What drives you to want to create opportunities for women?
“3.5 billion people in the world are living on less than $2 a day, in America 46 million people live below the poverty line. With globalization and the Internet, we can no longer close our eyes to extreme poverty. We have to act now. When the genocide in Rwanda happened in 1994, reports from the International Criminal Tribunal stated that 1 million people were murdered within 100 days. The report detailed that more than 250,000 women were raped, and of the survivors, approximately 70% were infected with HIV/AIDS. I knew I couldn’t stand by and do nothing. I also knew that helping people 7,000 miles away would work best by working on the ground. In Rwanda, we implemented community-driven initiatives that provide education, training, and the dignity of work. We pay the women directly for their work –we pay them 15-20 times the average Sub-Saharan wage.”
Prior to founding Same Sky which causes were you involved with?
“I’m the former chair of the Women’s Leadership Board at Harvard’s Kennedy School, which advances issues related to women throughout the world. The women who make up the Women’s Leadership Board (WLB) are the architects of the roadmap to gender equality. The group is a real model of the transformative power of women working together. I’m also involved with UN Women for Peace, Women Moving Millions, and the Soulful Economy, which seeks to empower women through ethical fashion.”
Tell me about your first experience with “giving back” that left an impression on you and how it has impacted the work you do today?
“When I was a freshman in college, I tutored impoverished girls in struggling neighborhoods. I started doing the film Prison Stories: Women on the Inside. That project instilled a moral imperative to do something that uses my talent and assets, which eventually led to Same Sky America. We now employ women who are just getting out of Hudson County Jail and working to reenter society.”
Do you believe that philanthropy or “giving back” should start at a particular time in life?

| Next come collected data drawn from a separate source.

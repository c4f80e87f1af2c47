//! Command implementations for the Clerkly CLI

pub mod fields;
pub mod generate;
pub mod list;
/*
 * config.rs
 * Copyright (c) 2025 Clerkly Contributors
 */

//! CLI configuration.
//!
//! Settings come from a TOML file: the path given with `--config`, or
//! `clerkly.toml` in the working directory when present. Every key is
//! optional.

use std::path::{Path, PathBuf};

use anyhow::{Context, Result};
use serde::Deserialize;
use tracing::debug;

use clerkly_draft::OutputFormat;

/// File looked up in the working directory when no `--config` is given.
pub const CONFIG_FILE_NAME: &str = "clerkly.toml";

#[derive(Debug, Clone, PartialEq, Eq, Deserialize)]
#[serde(default, deny_unknown_fields)]
pub struct Config {
    /// Directory that generated documents are written to
    pub output_dir: PathBuf,

    /// Default output format when `--to` is not given
    pub format: OutputFormat,
}

impl Default for Config {
    fn default() -> Self {
        Self {
            output_dir: PathBuf::from("."),
            format: OutputFormat::default(),
        }
    }
}

impl Config {
    /// Load configuration.
    ///
    /// An explicit path must exist. The implicit `clerkly.toml` in `cwd` is
    /// optional; without it the defaults apply.
    pub fn load(explicit: Option<&Path>, cwd: &Path) -> Result<Self> {
        let path = match explicit {
            Some(path) => path.to_path_buf(),
            None => {
                let implicit = cwd.join(CONFIG_FILE_NAME);
                if !implicit.is_file() {
                    debug!("No {} found, using defaults", CONFIG_FILE_NAME);
                    return Ok(Self::default());
                }
                implicit
            }
        };

        let source = std::fs::read_to_string(&path)
            .with_context(|| format!("Failed to read config file: {}", path.display()))?;
        let config = Self::parse(&source)
            .with_context(|| format!("Invalid config file: {}", path.display()))?;

        debug!(path = %path.display(), "Loaded configuration");
        Ok(config)
    }

    /// Parse configuration from TOML source.
    pub fn parse(source: &str) -> Result<Self> {
        Ok(toml::from_str(source)?)
    }
}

“For me, philanthropy started the day I was born. My family has always put philanthropy at the forefront of their mission — we are very involved in many different foundations, universities, cultural, and health institutions. My father devoted his life to creating affordable housing in New York City. But my family used traditional means of philanthropic aid — I am trying to break into a new model of aid called philanthro-capitalism. My strategy is for outdated philanthropic models to be renewed. For profit, for benefit is a new model where you don’t need to be rich to have a positive impact on the globe. I also believe in sustainable models of philanthropy that give a hand-up, not a handout, and the tools for people to lift themselves out of poverty.”
Do you come from a family of strong women?

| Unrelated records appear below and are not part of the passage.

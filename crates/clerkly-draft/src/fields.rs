/*
 * fields.rs
 * Copyright (c) 2025 Clerkly Contributors
 */

//! Raw field values and the schema of known input fields.
//!
//! A [`FieldMap`] is the loosely-typed boundary between whatever collects
//! user input and the engine. Unknown keys are carried but ignored by every
//! template; missing keys read as empty. A [`FieldStore`] is the mutable,
//! per-session holder that a form edits field by field and that assembly
//! reads through [`FieldStore::snapshot`].

use std::collections::BTreeMap;

use serde::{Deserialize, Serialize};

/// Names of the fields the templates read.
pub mod names {
    pub const CLIENT_NAME: &str = "clientName";
    pub const OPPONENT_NAME: &str = "opponentName";
    pub const OPPONENT_ADDRESS: &str = "opponentAddress";
    pub const CASE_DETAILS: &str = "caseDetails";
    pub const RELIEF_SOUGHT: &str = "reliefSought";
}

/// Schema entry for one input field.
#[derive(Debug, Clone, PartialEq, Eq)]
pub struct FieldSpec {
    /// Key in the [`FieldMap`]
    pub name: &'static str,
    /// Human-readable label shown next to the input
    pub label: &'static str,
    /// Bracketed stand-in used when the field is left empty
    pub placeholder: &'static str,
    /// Required fields must be non-empty for assembly to proceed
    pub required: bool,
    /// Whether the input is a multi-line text area
    pub multiline: bool,
}

impl FieldSpec {
    const fn new(
        name: &'static str,
        label: &'static str,
        placeholder: &'static str,
        required: bool,
        multiline: bool,
    ) -> Self {
        Self {
            name,
            label,
            placeholder,
            required,
            multiline,
        }
    }
}

/// All known fields, in form order.
pub static FIELDS: [FieldSpec; 5] = [
    FieldSpec::new(names::CLIENT_NAME, "Client Name", "[Client Name]", true, false),
    FieldSpec::new(
        names::OPPONENT_NAME,
        "Opponent Name",
        "[Opponent Name]",
        false,
        false,
    ),
    FieldSpec::new(
        names::OPPONENT_ADDRESS,
        "Opponent Address",
        "[Opponent Address]",
        false,
        false,
    ),
    FieldSpec::new(
        names::CASE_DETAILS,
        "Case Details",
        "[Details of the Case]",
        true,
        true,
    ),
    FieldSpec::new(
        names::RELIEF_SOUGHT,
        "Relief Sought",
        "[Relief Sought]",
        false,
        false,
    ),
];

/// Look up the schema entry for a field name.
pub fn field_spec(name: &str) -> Option<&'static FieldSpec> {
    FIELDS.iter().find(|spec| spec.name == name)
}

/// Fields that must be filled in before a document can be assembled.
pub fn required_fields() -> impl Iterator<Item = &'static FieldSpec> {
    FIELDS.iter().filter(|spec| spec.required)
}

/// A mapping from field name to raw, possibly empty, value.
///
/// Backed by a `BTreeMap` so iteration and serialization are deterministic.
#[derive(Debug, Clone, Default, PartialEq, Eq, Serialize, Deserialize)]
#[serde(transparent)]
pub struct FieldMap {
    values: BTreeMap<String, String>,
}

impl FieldMap {
    pub fn new() -> Self {
        Self::default()
    }

    /// Insert or replace a field value.
    pub fn insert(&mut self, name: impl Into<String>, value: impl Into<String>) {
        self.values.insert(name.into(), value.into());
    }

    /// Get the raw value of a field, if present.
    pub fn get(&self, name: &str) -> Option<&str> {
        self.values.get(name).map(String::as_str)
    }

    /// Get the raw value of a field, treating a missing key as empty.
    pub fn value(&self, name: &str) -> &str {
        self.get(name).unwrap_or_default()
    }

    /// Whether the field is missing or blank after trimming.
    pub fn is_blank(&self, name: &str) -> bool {
        self.value(name).trim().is_empty()
    }

    pub fn remove(&mut self, name: &str) -> Option<String> {
        self.values.remove(name)
    }

    pub fn iter(&self) -> impl Iterator<Item = (&str, &str)> {
        self.values.iter().map(|(k, v)| (k.as_str(), v.as_str()))
    }

    pub fn len(&self) -> usize {
        self.values.len()
    }

    pub fn is_empty(&self) -> bool {
        self.values.is_empty()
    }

    /// Overlay another map onto this one; values in `other` win.
    pub fn merge(&mut self, other: FieldMap) {
        self.values.extend(other.values);
    }
}

impl<K: Into<String>, V: Into<String>> FromIterator<(K, V)> for FieldMap {
    fn from_iter<I: IntoIterator<Item = (K, V)>>(iter: I) -> Self {
        let mut map = FieldMap::new();
        for (k, v) in iter {
            map.insert(k, v);
        }
        map
    }
}

/// Per-session store of the values a user has entered.
///
/// Created with every known field present and empty, mutated as input
/// arrives, and read once through [`snapshot`](FieldStore::snapshot) when a
/// document is generated.
#[derive(Debug, Clone, PartialEq, Eq)]
pub struct FieldStore {
    values: FieldMap,
}

impl FieldStore {
    pub fn new() -> Self {
        Self {
            values: FIELDS.iter().map(|spec| (spec.name, "")).collect(),
        }
    }

    /// Set a field value. Names outside the schema are kept as-is.
    pub fn set(&mut self, name: impl Into<String>, value: impl Into<String>) {
        self.values.insert(name, value);
    }

    pub fn get(&self, name: &str) -> &str {
        self.values.value(name)
    }

    /// Reset every known field to empty and drop any others.
    pub fn clear(&mut self) {
        *self = Self::new();
    }

    /// Take an owned copy of the current values.
    pub fn snapshot(&self) -> FieldMap {
        self.values.clone()
    }

    /// Names of required fields that are still blank, in form order.
    pub fn missing_required(&self) -> Vec<&'static str> {
        required_fields()
            .filter(|spec| self.values.is_blank(spec.name))
            .map(|spec| spec.name)
            .collect()
    }
}

impl Default for FieldStore {
    fn default() -> Self {
        Self::new()
    }
}

impl From<FieldMap> for FieldStore {
    fn from(map: FieldMap) -> Self {
        let mut store = FieldStore::new();
        store.values.merge(map);
        store
    }
}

“I believe it is empathy that brought me to where I am now. My mother and sisters are also strong women, and we were all taught the importance of giving back from a young age. We were also taught to acknowledge how lucky we are. As we go about our daily lives, it is easy to forget — or perhaps to push aside — the knowledge that there are other people, all over this planet right now, who will never have the opportunity to live the life that so many of us take for granted. But I believe with that privilege comes great responsibility.”
Do you believe women make the best role models for other women?
“Yes, I do. When women are empowered, they give to something larger than themselves. Women reinvest 80 percent of their available resources into their families, where men only reinvest 30 percent. Women investing in women, especially through education or providing jobs, leads directly back into communities, the economy, and the future.
But we need to focus our attention on how to build this trend. How do we keep the momentum of women helping women? Because the fact is, even as we give more and do more, the need is still huge. Women are 60 percent of the world’s hungry. Women are at least 56 percent of the world’s trafficking victims. Girls make up 57 percent of the world’s children not in primary school.”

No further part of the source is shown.